By Alois Vinga
ECONOMISTS have urged authorities to secure realistic sources of financing, citizens buy-in as well as set practical targets ahead of the implementation of new government economic blueprint, National Development Strategy 1 (NDS) policy.
Launched a fortnight ago, NDS1 is expected to run between 2021 and 2025 with a thrust to aligning the national economy on a growth trajectory.
It succeeds the Transitional Stabilisation Programme which was set to run from 2018 to 2020.
Speaking on NewZim TV’s Economic Insights programme recently, economist and academic Prosper Chitambara highlighted the need to secure realistic sources of finance to see to the fruition of the policy.
“A critical issue that needs to be answered is exactly how we can pull domestic resources to finance the envisaged development priorities.
“Sectors such as education and health have tended to rely on external partners through donor funding and most policies have failed on the area of sustainable financing.
“So, without a clear financing framework, the policy may fail,” he said.
He said discipline with respect to public financial management remained key if the country were to achieve the desired results.
The top economist said there was also need to inculcate a savings culture among locals as this would help create sources of domestic resources which could then be harnessed to finance the various capital expenditures and development based projects under the NDS.
“Every citizen needs to rally behind the policy because unity of purpose is important and there is also a need to set realistic target,” he said.
“The policy is being rolled out on the basis of the TSP. However, you will note that the growth projections at 6.3 % set for 2018, 9 % for 2019 and 9.7 % for 2020 under the past policy were missed.”

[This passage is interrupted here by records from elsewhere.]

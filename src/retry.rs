use std::{future::Future, time::Duration};

use tracing::warn;

use crate::UploadError;

/// Bounded retry with linear backoff. Each attempt is bounded by `timeout`.
#[derive(Debug, Clone)]
pub struct RetryPolicy {
    pub max_attempts: u32,
    pub backoff: Duration,
    pub timeout: Duration,
}

impl Default for RetryPolicy {
    fn default() -> Self {
        Self {
            max_attempts: 3,
            backoff: Duration::from_secs(2),
            timeout: Duration::from_secs(60),
        }
    }
}

impl RetryPolicy {
    /// Delay after the failed attempt number `attempt` (1-based).
    pub fn delay(&self, attempt: u32) -> Duration {
        self.backoff * attempt
    }

    /// Runs `f` until it succeeds, fails with a non-transient error or the
    /// attempts run out. A timeout counts as a transient failure.
    pub async fn run<T, F, Fut>(&self, op: &'static str, mut f: F) -> Result<T, UploadError>
    where
        F: FnMut() -> Fut,
        Fut: Future<Output = Result<T, UploadError>>,
    {
        let mut attempt = 0;

        loop {
            attempt += 1;

            let res = match tokio::time::timeout(self.timeout, f()).await {
                Ok(r) => r,
                Err(_) => Err(UploadError::Timeout(op)),
            };

            match res {
                Err(e) if e.is_transient() && attempt < self.max_attempts => {
                    let delay = self.delay(attempt);
                    warn!(op, attempt, ?delay, error = %e, "operation failed, retrying");
                    tokio::time::sleep(delay).await;
                }
                r => return r,
            }
        }
    }
}
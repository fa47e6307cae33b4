use serde::{Deserialize, Serialize};

use crate::transport::Cursor;

/// Replace whatever is at the path; rename on a conflicting concurrent write.
const WRITE_MODE: &str = "overwrite";

#[derive(Debug, Serialize)]
pub struct CommitInfo<'a> {
    pub path: &'a str,
    pub mode: &'static str,
    pub autorename: bool,
}

impl<'a> CommitInfo<'a> {
    pub fn overwrite(path: &'a str) -> Self {
        Self {
            path,
            mode: WRITE_MODE,
            autorename: true,
        }
    }
}

#[derive(Debug, Serialize)]
pub struct SessionStartArg {
    pub close: bool,
}

#[derive(Debug, Deserialize)]
pub struct SessionStartResult {
    pub session_id: String,
}

#[derive(Debug, Serialize)]
pub struct AppendArg<'a> {
    pub cursor: &'a Cursor,
    pub close: bool,
}

#[derive(Debug, Serialize)]
pub struct FinishArg<'a> {
    pub cursor: &'a Cursor,
    pub commit: CommitInfo<'a>,
}

#[derive(Debug, Deserialize)]
pub struct Account {
    pub name: AccountName,
    pub email: Option<String>,
}

#[derive(Debug, Deserialize)]
pub struct AccountName {
    pub display_name: String,
}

Also speaking during the programme, economist Persistence Gwanyanya said there must be measures taken to sustain the stability achieved so far in the economy.
He said development itself needed to be financed through stable sources which excluded development from excessive budget deficits.
“This is more important especially now when the country cannot live as a going concern because our external relations are not good enough to attract investable capital. As we go into the development phase, there is need to finance that growth,” he said.
Under the NDS1, possible financing options include fiscal revenues, loans, grants, public entities own resources and private sector resources including Public Private Partnerships (PPPs), Foreign Direct Investment and Diaspora investments.
“Further, a compendium of duly costed, high impact program and projects, with clear sources of funding will be implemented during the Strategy Period as will be outlined in the NDS1 Programmes and Projects Investment Plan,” reads the policy document in part.